BACKGROUND: In patients who are weaned with a tracheostomy tube (TT), continuous positive airway pressure (CPAP) is frequently used. Dedicated CPAP systems or ventilators with bulky tubing are usually applied. However, CPAP can also be effective without a ventilator by the disposable Boussignac CPAP (BCPAP) system that is normally used with face masks.
OBJECTIVE: It was the aim of this audit to evaluate the feasibility of low-level BCPAP in patients who were weaned with a TT.
METHODS: All patients at our surgical intensive care unit who received a TT for weaning were considered for application of BCPAP. Once patients had received minimal pressure support from the mechanical ventilator, the BCPAP device was connected to the TT three times a day for 30 min with pressure set to 3-5 cm H(2)O, FiO(2) at 0.4 and with humidification. BCPAP was then gradually extended to 24 h/day. Patient acceptance, complications and outcome were recorded.

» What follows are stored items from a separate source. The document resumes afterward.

//! Configuration loading and merging
//!
//! The project's `pal.toml` is parsed into a sparse [`Config`](crate::domain::Config)
//! and merged over the built-in defaults; user values win whenever they are set.

pub mod loader;
pub mod merge;
pub mod size;

pub use loader::{config_path, load_config, to_toml};
pub use merge::{resolve_config, resolve_project_config};
pub use size::parse_size;
//! Init command implementation

use anyhow::{Context, Result};
use clap::Args;
use std::fs::OpenOptions;
use std::io::{ErrorKind, Write};
use std::path::Path;

use crate::config::{config_path, to_toml};
use crate::domain::{Config, APP_DIR, APP_NAME, RULE_FILE_NAME};

#[derive(Args)]
pub struct InitArgs {
    /// Provider to configure
    #[arg(value_name = "PROVIDER", value_parser = ["openai", "anthropic"], default_value = "openai")]
    pub provider: String,
}

/// Minimal config written by `init`: everything a user is likely to tune,
/// nothing that merely repeats a built-in default message.
pub fn initial_config(provider: &str) -> Config {
    let defaults = Config::default();
    Config {
        provider: provider.to_string(),
        exclude: defaults.exclude,
        max_file_size: defaults.max_file_size,
        max_context_length: defaults.max_context_length,
        openai: defaults.openai,
        anthropic: defaults.anthropic,
        ..Config::empty()
    }
}

pub fn run(project_path: &Path, args: InitArgs) -> Result<()> {
    if project_path.as_os_str().is_empty() {
        anyhow::bail!("Failed to initialize project. Missing project path.");
    }

    let path = config_path(project_path);
    let content = to_toml(&initial_config(&args.provider))?;

    let mut file = match OpenOptions::new().write(true).create_new(true).open(&path) {
        Ok(file) => file,
        Err(err) if err.kind() == ErrorKind::AlreadyExists => {
            anyhow::bail!(
                "Failed to initialize config file. The path already exists: {}",
                path.display()
            );
        }
        Err(err) => {
            return Err(err)
                .with_context(|| format!("Failed to create config file {}", path.display()));
        }
    };
    file.write_all(content.as_bytes()).context("Failed to write to config file")?;

    println!("Initialization successful! Please review the generated config file:");
    println!("  {}\n", path.display());

    let rule_file = project_path.join(RULE_FILE_NAME);
    if rule_file.is_file() {
        println!("Consider adding {} to your {} file:", APP_DIR, RULE_FILE_NAME);
        println!("  echo \"{}\" >> {}\n", APP_DIR, rule_file.display());
    }

    println!("Please run the following command to analyze your expected token usage:");
    println!("  {} --path {} analyze", APP_NAME, project_path.display());

    Ok(())
}
//! OpenAI chat completions (streaming).

use super::{check_status, http_client, LlmProvider, TokenSink};
use crate::domain::Message;
use anyhow::{anyhow, Context, Result};
use async_trait::async_trait;
use eventsource_stream::Eventsource;
use futures::{Stream, StreamExt};
use reqwest::header::{HeaderMap, HeaderValue, AUTHORIZATION};
use serde::{Deserialize, Serialize};
use std::fmt::Display;
use std::pin::pin;

const DEFAULT_BASE_URL: &str = "https://api.openai.com/v1";
const DONE_MARKER: &str = "[DONE]";

pub struct OpenAiProvider {
    client: reqwest::Client,
    endpoint: String,
    model: String,
}

#[derive(Serialize)]
struct ChatRequest<'a> {
    model: &'a str,
    stream: bool,
    messages: Vec<ChatMessage<'a>>,
}

#[derive(Serialize)]
struct ChatMessage<'a> {
    role: &'a str,
    content: &'a str,
}

#[derive(Deserialize)]
struct ChatChunk {
    #[serde(default)]
    choices: Vec<ChunkChoice>,
}

#[derive(Deserialize)]
struct ChunkChoice {
    #[serde(default)]
    delta: ChunkDelta,
}

#[derive(Deserialize, Default)]
struct ChunkDelta {
    content: Option<String>,
}

impl OpenAiProvider {
    pub fn new(api_key: String, model: String) -> Result<Self> {
        Self::with_base_url(api_key, model, DEFAULT_BASE_URL)
    }

    pub fn with_base_url(api_key: String, model: String, base_url: &str) -> Result<Self> {
        let mut auth = HeaderValue::from_str(&format!("Bearer {api_key}"))
            .context("API key contains invalid header characters")?;
        auth.set_sensitive(true);
        let mut headers = HeaderMap::new();
        headers.insert(AUTHORIZATION, auth);

        Ok(Self {
            client: http_client(headers)?,
            endpoint: format!("{}/chat/completions", base_url.trim_end_matches('/')),
            model,
        })
    }
}

#[async_trait(?Send)]
impl LlmProvider for OpenAiProvider {
    fn name(&self) -> &'static str {
        "openai"
    }

    async fn complete(
        &self,
        system_message: &str,
        messages: &[Message],
        on_tokens: &mut TokenSink<'_>,
    ) -> Result<()> {
        let request = build_request(&self.model, system_message, messages);
        let response = self
            .client
            .post(&self.endpoint)
            .json(&request)
            .send()
            .await
            .context("Failed to reach the OpenAI API")?;
        let response = check_status("OpenAI", response).await?;
        stream_tokens(response.bytes_stream(), on_tokens).await
    }
}

fn build_request<'a>(
    model: &'a str,
    system_message: &'a str,
    messages: &'a [Message],
) -> ChatRequest<'a> {
    let mut turns = Vec::with_capacity(messages.len() + 1);
    turns.push(ChatMessage { role: "system", content: system_message });
    turns.extend(
        messages.iter().map(|m| ChatMessage { role: m.role.as_str(), content: &m.content }),
    );
    ChatRequest { model, stream: true, messages: turns }
}

/// Forward `delta.content` fragments until the `[DONE]` marker.
async fn stream_tokens<S, B, E>(stream: S, on_tokens: &mut TokenSink<'_>) -> Result<()>
where
    S: Stream<Item = Result<B, E>>,
    B: AsRef<[u8]>,
    E: Display,
{
    let mut events = pin!(stream.eventsource());
    while let Some(event) = events.next().await {
        let event = event.map_err(|err| anyhow!("Failed reading OpenAI response stream: {err}"))?;
        let data = event.data.trim();
        if data == DONE_MARKER {
            break;
        }
        if data.is_empty() {
            continue;
        }

        let chunk: ChatChunk = serde_json::from_str(data)
            .with_context(|| format!("Unexpected OpenAI stream chunk: {data}"))?;
        for choice in chunk.choices {
            if let Some(content) = choice.delta.content.filter(|c| !c.is_empty()) {
                on_tokens(&content)?;
            }
        }
    }
    Ok(())
}
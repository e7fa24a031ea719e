//! Last-match-wins evaluation over an ordered pattern list.

use super::pattern::{MatchResult, Pattern};

/// Ordered set of ignore patterns.
///
/// Always built from the whole accumulated list so precedence is recomputed
/// whenever a rule file is merged in. Later patterns take precedence over
/// earlier ones regardless of how specific their domains are.
#[derive(Debug, Clone, Default)]
pub struct Matcher {
    patterns: Vec<Pattern>,
}

impl Matcher {
    pub fn new(patterns: &[Pattern]) -> Self {
        Self { patterns: patterns.to_vec() }
    }

    pub fn len(&self) -> usize {
        self.patterns.len()
    }

    pub fn is_empty(&self) -> bool {
        self.patterns.is_empty()
    }

    /// Whether the path is excluded. Unmatched paths are included.
    pub fn is_excluded(&self, path: &[String], is_dir: bool) -> bool {
        self.patterns
            .iter()
            .rev()
            .map(|pattern| pattern.matches(path, is_dir))
            .find(|result| *result != MatchResult::NoMatch)
            .is_some_and(|result| result == MatchResult::Exclude)
    }
}
//! Command-line interface for pal
//!
//! The default action sends a message about the project to the configured
//! model; `init`, `config` and `analyze` manage and inspect the setup.

use anyhow::Result;
use clap::{Parser, Subcommand};
use std::path::PathBuf;
use tracing::Level;
use tracing_subscriber::{fmt, prelude::*, EnvFilter};

mod analyze;
mod ask;
mod init;
mod print_config;
mod utils;

/// Talk to an LLM about your source code and documentation
#[derive(Parser)]
#[command(name = "pal")]
#[command(author, version, about, long_about = None)]
#[command(propagate_version = true)]
pub struct Cli {
    #[command(subcommand)]
    command: Option<Commands>,

    /// Path to the project's root directory
    #[arg(
        short = 'p',
        long = "project-path",
        visible_alias = "path",
        value_name = "PATH",
        default_value = ".",
        global = true
    )]
    project_path: PathBuf,

    /// Continue the most recent conversation
    #[arg(short = 'c', long = "continue")]
    continue_conversation: bool,

    /// Enable verbose logging (sets log level to DEBUG)
    #[arg(short, long, global = true)]
    verbose: bool,

    /// Message for the model; combined with anything piped on stdin
    #[arg(value_name = "MESSAGE")]
    message: Option<String>,
}

#[derive(Subcommand)]
enum Commands {
    /// Initialize a new project with a minimal pal.toml
    Init(init::InitArgs),

    /// Resolve and print the final configuration
    Config,

    /// Print information on the context that would be sent
    Analyze,
}

pub fn run() -> Result<()> {
    let cli = Cli::parse();

    // Wire verbose flag to the tracing log level.
    // RUST_LOG in the environment always takes precedence; --verbose falls back to DEBUG.
    let filter = if cli.verbose {
        EnvFilter::from_default_env().add_directive(Level::DEBUG.into())
    } else {
        EnvFilter::from_default_env().add_directive(Level::WARN.into())
    };
    let _ = tracing_subscriber::registry()
        .with(fmt::layer().with_writer(std::io::stderr))
        .with(filter)
        .try_init();

    match cli.command {
        Some(Commands::Init(args)) => init::run(&cli.project_path, args),
        Some(Commands::Config) => print_config::run(&cli.project_path),
        Some(Commands::Analyze) => analyze::run(&cli.project_path),
        None => ask::run(&cli.project_path, cli.message.as_deref(), cli.continue_conversation),
    }
}
//! Forward-only schema migrations.

use anyhow::{Context, Result};
use rusqlite::Connection;

/// Ordered `(id, sql)` pairs. Ids are never reused or edited once released.
const MIGRATIONS: &[(i64, &str)] = &[(
    1,
    "
    CREATE TABLE conversations (
        id INTEGER PRIMARY KEY AUTOINCREMENT,
        created_at DATETIME DEFAULT CURRENT_TIMESTAMP
    );

    CREATE TABLE messages (
        id INTEGER PRIMARY KEY AUTOINCREMENT,
        conversation_id INTEGER NOT NULL,
        role TEXT NOT NULL,
        content TEXT NOT NULL DEFAULT '',
        created_at DATETIME DEFAULT CURRENT_TIMESTAMP,
        FOREIGN KEY (conversation_id) REFERENCES conversations(id) ON DELETE CASCADE
    );
    ",
)];

/// Highest migration id this build knows about.
pub fn latest_migration() -> i64 {
    MIGRATIONS.iter().map(|(id, _)| *id).max().unwrap_or(0)
}

/// Apply every migration newer than the last one recorded.
///
/// Each migration runs in its own transaction together with its bookkeeping
/// row, so a failure leaves the database at the previous version.
pub fn run_migrations(conn: &mut Connection) -> Result<()> {
    conn.execute_batch("CREATE TABLE IF NOT EXISTS migrations (id INTEGER PRIMARY KEY);")?;

    let applied: Option<i64> =
        conn.query_row("SELECT MAX(id) FROM migrations", [], |row| row.get(0))?;
    let applied = applied.unwrap_or(0);

    let mut pending: Vec<&(i64, &str)> =
        MIGRATIONS.iter().filter(|(id, _)| *id > applied).collect();
    pending.sort_by_key(|(id, _)| *id);

    for (id, sql) in pending {
        let tx = conn.transaction()?;
        tx.execute_batch(sql).with_context(|| format!("Failed to apply migration {id}"))?;
        tx.execute("INSERT INTO migrations(id) VALUES (?1)", [id])?;
        tx.commit()?;
        tracing::debug!("Applied database migration {}", id);
    }

    Ok(())
}
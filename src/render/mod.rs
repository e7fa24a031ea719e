//! Output rendering (context string sent to the model)

pub mod context;

pub use context::{assemble_context, check_context_length, full_system_message};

RESULTS: 58 patients received a TT to facilitate weaning. They had a median stay of 52 days in the intensive care unit during which they had an endotracheal tube for 22 days and a TT for 28 days. 50 of these patients (86%) received BCPAP for a median of 16 days. The lightweight BCPAP system was well tolerated without tube obstructions or accidental decannulations and may have contributed to patient mobility. No patient remained on ventilatory support after hospital discharge. In-hospital and 1-year survival were 86 and 71%, respectively.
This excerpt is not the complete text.